The way I see it, the more things that one can learn to do for him or herself, the better it will be for him or her.
For instance, if you are building your dream home and the main construction work is completed and you can do the painting for yourself, trust me, there is a feeling of pride when you look at your handiwork, which no amount of money can replace.
And speaking of money, you will save thousands of dollars in the process, because painting jobs are very costly.
I learnt the hard way and I actually got some practice while volunteering on a church project.
You see the beautiful thing about working on your church, is that it builds camaraderie, and certainly saves the church a lot of well needed funds.

The skilled and the unskilled workers show up and the skilled workers do all of the technical work and direct the unskilled ones (like myself), into the more mundane chores, like moving unwanted board and debris etc.
Well, one Sunday I was really excited when they trusted me to paint a portion of the wall. I was brave enough to accept the challenge.
When the job was completed, I looked on at it with a semblance of pride and one of the skilled workers even patted me on the shoulder and said: ‘Great job Morton. With some more practice, you will get even better.’
While I was soaking in my new achievement and starting to even have dreams of one day maybe having a career in painting, when I retired, another of the skilled workers passed by and all the man could find to say was: ‘Well Curtis, you ah carry all di paint home with you!’

At first I did not understand what he meant, until I noticed that he was looking closely at my shirt and my pant……..
They were a little messy yes—but that’s all he could have found to say? It certainly burst my bubble and I have only volunteered to paint on my own house since.
But that is not even the main thrust of this week’s rambling.
I went to a wedding recently. One of my beautiful nieces got married. As I walked through lawn area of the hotel, I happened to pass by a number of guests in animated conversation.

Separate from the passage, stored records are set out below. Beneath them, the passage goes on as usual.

//! HTTP client for embedding requests.

use std::time::Duration;

use crate::error::Result;

/// Time allowed to open a connection to the embedding endpoint.
pub const CONNECT_TIMEOUT: Duration = Duration::from_secs(10);

/// Time allowed for one embedding request, response body included.
pub const REQUEST_TIMEOUT: Duration = Duration::from_secs(60);

/// Build the client used for `/embeddings` calls.
///
/// The connect timeout never exceeds `request_timeout`. Redirects are not
/// followed, so a redirecting endpoint surfaces as a status error.
///
/// # Errors
///
/// Returns [`LlmError::Http`](crate::LlmError::Http) if the TLS backend cannot
/// be initialised.
pub fn embedding_client(request_timeout: Duration) -> Result<reqwest::Client> {
    let client = reqwest::Client::builder()
        .connect_timeout(CONNECT_TIMEOUT.min(request_timeout))
        .timeout(request_timeout)
        .user_agent(concat!("codekb/", env!("CARGO_PKG_VERSION")))
        .redirect(reqwest::redirect::Policy::none())
        .build()?;
    Ok(client)
}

As I was about to pass, one of the guys called out to me and asked me if I could tie a tie.
I responded in the affirmative and he asked me if I could tie his tie for him.
I was a little taken aback because here was a group of individuals which consisted of at least six young males and none of them could tie a tie.

Why was I appalled?
Well, back in the day, when I attended the Charlestown Secondary School, we had to wear ties.

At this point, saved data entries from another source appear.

//! Lexical body scanning shared by the indentation and brace extractors.
//!
//! Braces and colons inside string literals or comments are counted like any
//! other character, so unusual sources can end a body early or late.

/// A body found by one of the scanners.
#[derive(Debug, Clone, PartialEq, Eq)]
pub struct Body {
    /// 0-based index of the last line included.
    pub end: usize,
    /// Lines `start..=end` joined with `\n`.
    pub text: String,
}

impl Body {
    fn from_range(lines: &[&str], start: usize, end: usize) -> Self {
        Self {
            end,
            text: lines[start..=end].join("\n"),
        }
    }
}

/// Number of leading space or tab characters. Tabs are not expanded.
#[must_use]
pub fn indent_level(line: &str) -> usize {
    line.chars().take_while(|c| matches!(c, ' ' | '\t')).count()
}

/// Body starting at `start` and ending where the running `{` minus `}` count
/// returns to zero after having gone positive.
///
/// A line ending in `;` before any brace opened ends the body there (a
/// declaration without a body). Running out of lines ends it at the last line.
/// Returns `None` if `start` is out of range.
#[must_use]
pub fn extract_braced_body(lines: &[&str], start: usize) -> Option<Body> {
    if start >= lines.len() {
        return None;
    }

    let mut depth: i64 = 0;
    let mut opened = false;
    let mut end = start;

    for (i, line) in lines.iter().enumerate().skip(start) {
        end = i;
        for c in line.chars() {
            match c {
                '{' => {
                    depth += 1;
                    opened = true;
                }
                '}' => depth -= 1,
                _ => {}
            }
        }
        if opened && depth <= 0 {
            break;
        }
        if !opened && line.trim_end().ends_with(';') {
            break;
        }
    }

    Some(Body::from_range(lines, start, end))
}

/// Body of an indentation-delimited construct whose header is at `start`.
///
/// Following lines belong to the body until a non-blank line indented at most
/// `base_indent`. Blank lines inside the body are kept; trailing blank lines
/// are not part of it.
#[must_use]
pub fn extract_indented_body(lines: &[&str], start: usize, base_indent: usize) -> Option<Body> {
    if start >= lines.len() {
        return None;
    }

    let mut end = start;
    for (i, line) in lines.iter().enumerate().skip(start + 1) {
        if line.trim().is_empty() {
            continue;
        }
        if indent_level(line) <= base_indent {
            break;
        }
        end = i;
    }

    Some(Body::from_range(lines, start, end))
}

#[cfg(test)]
mod tests {
    use super::*;

    #[test]
    fn indent_counts_spaces_and_tabs() {
        assert_eq!(indent_level("def f():"), 0);
        assert_eq!(indent_level("    x = 1"), 4);
        assert_eq!(indent_level("\t\tx"), 2);
        assert_eq!(indent_level(" \t x"), 3);
        assert_eq!(indent_level(""), 0);
    }

    #[test]
    fn braced_body_multi_line() {
        let lines = ["function add(a, b) {", "  return a + b;", "}", "after();"];
        let body = extract_braced_body(&lines, 0).unwrap();
        assert_eq!(body.end, 2);
        assert_eq!(body.text, "function add(a, b) {\n  return a + b;\n}");
    }

    #[test]
    fn braced_body_nested() {
        let lines = ["fn() {", "  if (x) {", "    y();", "  }", "}", "z"];
        assert_eq!(extract_braced_body(&lines, 0).unwrap().end, 4);
    }

    #[test]
    fn braced_body_single_line() {
        let lines = ["function f() { return 1; }", "next"];
        assert_eq!(extract_braced_body(&lines, 0).unwrap().end, 0);
    }

    #[test]
    fn braced_body_brace_on_next_line() {
        let lines = ["function f(a,", "           b)", "{", "  return a;", "}"];
        let body = extract_braced_body(&lines, 0).unwrap();
        assert_eq!(body.end, 4);
        assert!(body.text.starts_with("function f(a,"));
    }

    #[test]
    fn braced_body_declaration_without_body() {
        let lines = ["abstract function f();", "function g() {", "}"];
        assert_eq!(extract_braced_body(&lines, 0).unwrap().end, 0);
    }

    #[test]
    fn braced_body_unterminated_runs_to_end() {
        let lines = ["function f() {", "  x();"];
        assert_eq!(extract_braced_body(&lines, 0).unwrap().end, 1);
    }

    #[test]
    fn braced_body_out_of_range() {
        assert!(extract_braced_body(&["x"], 1).is_none());
    }

    #[test]
    fn indented_body_stops_at_dedent() {
        let lines = ["def f():", "    a = 1", "", "    return a", "def g():"];
        let body = extract_indented_body(&lines, 0, 0).unwrap();
        assert_eq!(body.end, 3);
        assert_eq!(body.text, "def f():\n    a = 1\n\n    return a");
    }

    #[test]
    fn indented_body_drops_trailing_blank_lines() {
        let lines = ["def f():", "    pass", "", ""];
        assert_eq!(extract_indented_body(&lines, 0, 0).unwrap().end, 1);
    }

    #[test]
    fn indented_body_header_only() {
        let lines = ["def f(): pass", "x = 1"];
        let body = extract_indented_body(&lines, 0, 0).unwrap();
        assert_eq!(body.end, 0);
        assert_eq!(body.text, "def f(): pass");
    }
}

It was the school’s policy that the boys should wear ties and I think the girls wore a hat of sorts.
That tie wearing was almost a sacred rite and ‘MSK’ (the feared Mr. Kirton), saw to it that it was a ritual that was closely observed.
The seniors in the community also assisted in ensuring that the rule was closely followed as well.

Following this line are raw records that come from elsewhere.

use std::path::PathBuf;

use clap::{Parser, Subcommand};
use codekb_core::Config;
use codekb_core::config::parse_extensions;

#[derive(Parser, Debug)]
#[command(name = "codekb")]
#[command(about = "Incremental code block extraction and embedding", long_about = None)]
pub struct Cli {
    #[arg(long, global = true, help = "Path to the TOML config file")]
    pub config: Option<PathBuf>,

    #[arg(long, global = true, help = "Source tree to index (overrides config)")]
    pub root: Option<String>,

    #[arg(
        long,
        global = true,
        help = "Comma-separated file extensions, e.g. py,js,md (overrides config)"
    )]
    pub extensions: Option<String>,

    #[arg(long, global = true, help = "SQLite database path (overrides config)")]
    pub db: Option<String>,

    #[command(subcommand)]
    pub command: Command,
}

#[derive(Subcommand, Debug, Clone, PartialEq, Eq)]
pub enum Command {
    #[command(about = "Detect changes, extract blocks, embed and store them")]
    Run,

    #[command(about = "Detect changes and store extracted blocks without embeddings")]
    Preprocess,

    #[command(about = "Generate embeddings for stored blocks that have none")]
    Embed,

    #[command(about = "Show store statistics")]
    Stats,

    #[command(about = "Export all stored blocks as CSV")]
    Export {
        #[arg(short, long, help = "Output file (stdout when omitted)")]
        output: Option<PathBuf>,
    },
}

impl Command {
    /// Whether the command calls the embedding API.
    #[must_use]
    pub fn needs_embeddings(&self) -> bool {
        matches!(self, Self::Run | Self::Embed)
    }
}

impl Cli {
    /// Apply command-line overrides on top of file and environment settings.
    pub fn apply_overrides(&self, config: &mut Config) {
        if let Some(root) = &self.root {
            config.root_dir.clone_from(root);
        }
        if let Some(extensions) = &self.extensions {
            config.extensions = parse_extensions(extensions);
        }
        if let Some(db) = &self.db {
            config.store.path.clone_from(db);
        }
    }
}

#[cfg(test)]
mod tests {
    use super::*;

    #[test]
    fn parses_subcommands() {
        let cli = Cli::try_parse_from(["codekb", "run"]).unwrap();
        assert_eq!(cli.command, Command::Run);
        assert!(cli.config.is_none());

        let cli = Cli::try_parse_from(["codekb", "export", "-o", "blocks.csv"]).unwrap();
        assert_eq!(
            cli.command,
            Command::Export {
                output: Some(PathBuf::from("blocks.csv"))
            }
        );
    }

    #[test]
    fn global_flags_after_subcommand() {
        let cli = Cli::try_parse_from([
            "codekb",
            "preprocess",
            "--root",
            "src",
            "--extensions",
            "py,.JS",
            "--db",
            "kb.sqlite3",
            "--config",
            "alt.toml",
        ])
        .unwrap();
        assert_eq!(cli.command, Command::Preprocess);
        assert_eq!(cli.config, Some(PathBuf::from("alt.toml")));

        let mut config = Config::default();
        cli.apply_overrides(&mut config);
        assert_eq!(config.root_dir, "src");
        assert_eq!(config.extensions, vec!["py", "js"]);
        assert_eq!(config.store.path, "kb.sqlite3");
    }

    #[test]
    fn no_overrides_keep_config() {
        let cli = Cli::try_parse_from(["codekb", "stats"]).unwrap();
        let mut config = Config::default();
        cli.apply_overrides(&mut config);
        assert_eq!(config.store.path, "embeddings.sqlite3");
        assert_eq!(config.extensions.len(), 4);
    }

    #[test]
    fn only_run_and_embed_need_credentials() {
        assert!(Command::Run.needs_embeddings());
        assert!(Command::Embed.needs_embeddings());
        assert!(!Command::Preprocess.needs_embeddings());
        assert!(!Command::Stats.needs_embeddings());
        assert!(!Command::Export { output: None }.needs_embeddings());
    }

    #[test]
    fn missing_subcommand_is_an_error() {
        assert!(Cli::try_parse_from(["codekb"]).is_err());
    }
}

Just to give you an example: One day, a group of us left the school’s compound and headed into Charlestown. Among them were: Trevor Chapman, Conrad YAMHEAD Bartlette and I believe Vernel Powell was there too.
YAMHEAD was the first to remove his tie and I eventually but reluctantly removed mine as well. Back of my head, I was hoping that none of the teachers would spot us.
Trevor was the last to remove his tie.
It was in a sense, a revolutionary moment. A moment of freedom. Freedom from the enslavement of the neck tie.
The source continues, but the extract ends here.